IG Probing State Department Handling Of Potentially Sensitive Information In Clinton's Emails

Inspectors General Investigating State Department's Planned Release Of Clinton Emails From Private Account. As the State Department prepares to release thousands of emails turned over by Clinton from her time as secretary of state, the inspectors general of the intelligence community and Justice Dept. are looking into whether any classified information might be made public. As Vox reported: "[T]he State Department has Freedom of Information Act experts sifting through the documents to make sure that no information will be released that is either classified or sensitive":

It's hard to foul up a major story as badly as the New York Times did with last week's big -- and erroneous -- scoop that two US inspectors general had asked the Justice Department to open a criminal investigation into whether Hillary Clinton mishandled sensitive or classified information in using a personal account to email with State Department officials and friends.

As it turned out, most of the important points in the story were wrong -- really wrong.

[...]

The State Department has been ordered by a federal judge to make public the 55,000 pages of emails Clinton turned over to the agency. So the State Department has Freedom of Information Act experts sifting through the documents to make sure that no information will be released that is either classified or sensitive (meaning not technically classified but also not covering material that the government doesn't want in the public domain).

This has caused a bureaucratic turf war between the department and the intelligence community, which believes at least one email that's already been released contains classified information and that hundreds of others in the full set may also have material that's not ready for public consumption.

[...]

Now, according to the Times and other publications, the IG team is asking the Justice Department to get involved in reviewing whether State has mishandled the emails. If Clinton was sending information that was, or should have been, classified -- and knew that it was, or should have been, classified -- that's a problem. But no one has accused her of that so far. Given the anodyne nature of what she sent in the emails we've already seen, it's entirely possible, perhaps even likely, that any sensitive information was sent to Clinton, not by her (though it's not clear whether forwarding such emails would constitute a legal issue for her).

The intelligence community tends to have a pretty broad definition of what should be withheld from the public, and the fact that agencies are fighting over what State should release is prima facie evidence that the question of what should be classified doesn't have a cut-and-dried answer. [Vox, 7/28/15]

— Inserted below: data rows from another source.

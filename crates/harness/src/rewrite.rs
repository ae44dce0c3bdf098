//! Definition rewriting.
//!
//! A workflow definition is rewritten so that every `Task` state invokes the
//! single mock worker, tagged with the resource it originally pointed at, and so
//! that waits, retry intervals and timeouts collapse to test-friendly values.
//! Routing and branching structure is never touched.
//!
//! The whole transformation is one generic walk ([`map_values_deep`]) driven by
//! the policy in [`DefinitionRewriter::route`].

use serde_json::{Map, Value, json};
use thiserror::Error;

/// Parameters key carrying the original task resource to the mock worker.
pub const DEFAULT_IDENTITY_KEY: &str = "FunctionName";
/// Resource every rewritten task invokes.
pub const DEFAULT_WORKER_RESOURCE: &str = "arn:aws:lambda:us-east-1:123456789012:function:MockFunction";
/// Value forced onto every `TimeoutSeconds` field.
pub const DEFAULT_TIMEOUT_SECONDS: u64 = 10;

/// Definition text that cannot be used as a workflow document.
#[derive(Debug, Error)]
pub enum DefinitionError {
    #[error("definition is not valid JSON: {0}")]
    Parse(#[from] serde_json::Error),

    #[error("definition must be a JSON object with a 'States' map")]
    NotAWorkflow,
}

/// Parse workflow definition text.
///
/// Only the outer shape is checked; everything inside `States` is left to the
/// engine.
pub fn parse_definition(text: &str) -> Result<Value, DefinitionError> {
    let definition: Value = serde_json::from_str(text)?;
    match definition.get("States") {
        Some(Value::Object(_)) => Ok(definition),
        _ => Err(DefinitionError::NotAWorkflow),
    }
}

/// Rewrites workflow definitions so they run against the mock worker.
#[derive(Debug, Clone, PartialEq, Eq)]
pub struct DefinitionRewriter {
    identity_key: String,
    worker_resource: String,
    timeout_seconds: u64,
}

impl Default for DefinitionRewriter {
    fn default() -> Self {
        Self {
            identity_key: DEFAULT_IDENTITY_KEY.to_string(),
            worker_resource: DEFAULT_WORKER_RESOURCE.to_string(),
            timeout_seconds: DEFAULT_TIMEOUT_SECONDS,
        }
    }
}

impl DefinitionRewriter {
    pub fn new(identity_key: impl Into<String>, worker_resource: impl Into<String>, timeout_seconds: u64) -> Self {
        Self {
            identity_key: identity_key.into(),
            worker_resource: worker_resource.into(),
            timeout_seconds,
        }
    }

    /// Parameters key under which the original resource is passed along.
    pub fn identity_key(&self) -> &str {
        &self.identity_key
    }

    /// Resource that rewritten tasks invoke.
    pub fn worker_resource(&self) -> &str {
        &self.worker_resource
    }

    /// Rewrite `definition`. Total: any JSON value is accepted and unknown
    /// fields pass through unchanged.
    ///
    /// ```rust
    /// use serde_json::json;
    /// use sfn_tester_harness::DefinitionRewriter;
    ///
    /// let routed = DefinitionRewriter::default().rewrite(&json!({
    ///     "StartAt": "First",
    ///     "States": {"First": {"Type": "Task", "Resource": "MyLambda", "End": true}}
    /// }));
    /// assert_eq!(routed["States"]["First"]["Parameters"]["FunctionName"], "MyLambda");
    /// assert_eq!(routed["States"]["First"]["Parameters"]["input.$"], "$");
    /// ```
    pub fn rewrite(&self, definition: &Value) -> Value {
        map_values_deep(definition.clone(), &|key, value| self.route(key, value))
    }

    /// Policy applied to every value reached by the walk, `key` being the field
    /// name it sits under (`None` for array items).
    fn route(&self, key: Option<&str>, value: Value) -> Value {
        if let Value::Object(node) = &value {
            match node.get("Type").and_then(Value::as_str) {
                Some("Task") if node.contains_key("Resource") => return Value::Object(self.route_task(node)),
                Some("Wait") if node.contains_key("Seconds") => {
                    let mut node = node.clone();
                    node.insert("Seconds".to_string(), json!(0));
                    return Value::Object(node);
                }
                _ => {}
            }
        }

        match key {
            Some("IntervalSeconds") => json!(0),
            Some("TimeoutSeconds") => json!(self.timeout_seconds),
            _ => value,
        }
    }

    fn route_task(&self, node: &Map<String, Value>) -> Map<String, Value> {
        let original_resource = node.get("Resource").cloned().unwrap_or(Value::Null);
        let parameters = match node.get("Parameters") {
            Some(original_parameters) => json!({
                self.identity_key.as_str(): original_resource,
                "input": original_parameters,
            }),
            None => json!({
                self.identity_key.as_str(): original_resource,
                "input.$": "$",
            }),
        };

        let mut routed = Map::with_capacity(node.len() + 1);
        for (field, value) in node {
            match field.as_str() {
                "Resource" => {
                    routed.insert(field.clone(), Value::String(self.worker_resource.clone()));
                    if !node.contains_key("Parameters") {
                        routed.insert("Parameters".to_string(), parameters.clone());
                    }
                }
                "Parameters" => {
                    routed.insert(field.clone(), parameters.clone());
                }
                _ => {
                    routed.insert(field.clone(), value.clone());
                }
            }
        }
        routed
    }
}

/// Walk `value`, replacing every nested value with `policy(key, value)` and then
/// descending into the replacement's own children.
///
/// The root itself is never passed to `policy`; array items are passed with a
/// `None` key.
pub fn map_values_deep<F>(value: Value, policy: &F) -> Value
where
    F: Fn(Option<&str>, Value) -> Value,
{
    match value {
        Value::Array(items) => Value::Array(
            items
                .into_iter()
                .map(|item| map_values_deep(policy(None, item), policy))
                .collect(),
        ),
        Value::Object(fields) => Value::Object(
            fields
                .into_iter()
                .map(|(key, child)| {
                    let transformed = policy(Some(key.as_str()), child);
                    (key, map_values_deep(transformed, policy))
                })
                .collect(),
        ),
        scalar => scalar,
    }
}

Conservative Media Respond To Report By Comparing Clinton's Email Use To Gen. Petraeus' Illegal Mishandling Of Top-Secret Information

Fox Correspondent: There's A "Double Standard" Between Treatment Of Petraeus And Clinton. Fox's chief intelligence correspondent Catherine Herridge claimed on the July 31 edition of The Kelly File that the lack of a criminal investigation into Clinton's email use "strongly suggests a double standard" between Clinton and Gen. David Petraeus, who was prosecuted for leaking classified information to his biographer:

HERRIDGE: If you do a search of the more than 1,300 documents dropped today, using a code for classified information, you'll find 37. This, after the intelligence community's watchdog concluded there are potentially hundreds of classified documents on Clinton's personal server.

[...]

HERRIDGE: Court documents filed in the prosecution of former CIA Director David Petraeus strongly suggests a double standard. The retired general was prosecuted for the unauthorized removal, sharing and storage of classified information held at his home, quote "The FBI executed a court-authorized search warrant at the Petraeus residence and seized the black books from an unlocked drawer in the first-floor study of the Petraeus residence." [Fox News, The Kelly File7/31/15]

Fox Business Host: Clinton Did "Exactly What General Petraeus Was Accused Of." On the July 31 edition of Outnumbered, Fox Business Network's Melissa Francis compared Clinton to Petraeus, saying, "[S]he has done the exact same thing."

FRANCIS: This is exactly what General Petraeus was accused of. It does seem like, as you look through the guidelines, that she has done the exact same thing, and that they have the right to both secure this thumb drive that they're talking about and also the server. So I don't see any way, as you comb through the elements, that this is an unequal treatment between these two cases. [Fox News, Outnumbered7/31/15]

Washington Examiner's Susan Ferrechio: "The Differences Are Not All That Great" Between Clinton And Petraeus. On the July 31 edition of The Real Story With Gretchen Carlson, Susan Ferrechio of The Washington Examiner compared Clinton's emails to Petraeus' criminal case, while host Gretchen Carlson claimed there was a "double standard":

CARLSON: Critics are now comparing Clinton to David Petraeus. There has been no raids of Clinton's house. Is there a double standard here?

[...]

FERRECHIO: But it's really hard not to just see the stark comparison here. Everybody is bringing up the General Petraeus case. He was prosecuted for storing classified material in his home. He was criminally charged and convicted, and he had to lose his job as head of the CIA, and he ended up on probation and paying a hefty fine. Yet, if you look at what Mrs. Clinton is doing, the differences are not all that great between the two parties, although he also did give classified information to Paula Broadwell, his biographer and his mistress. [Fox News, The Real Story7/31/15]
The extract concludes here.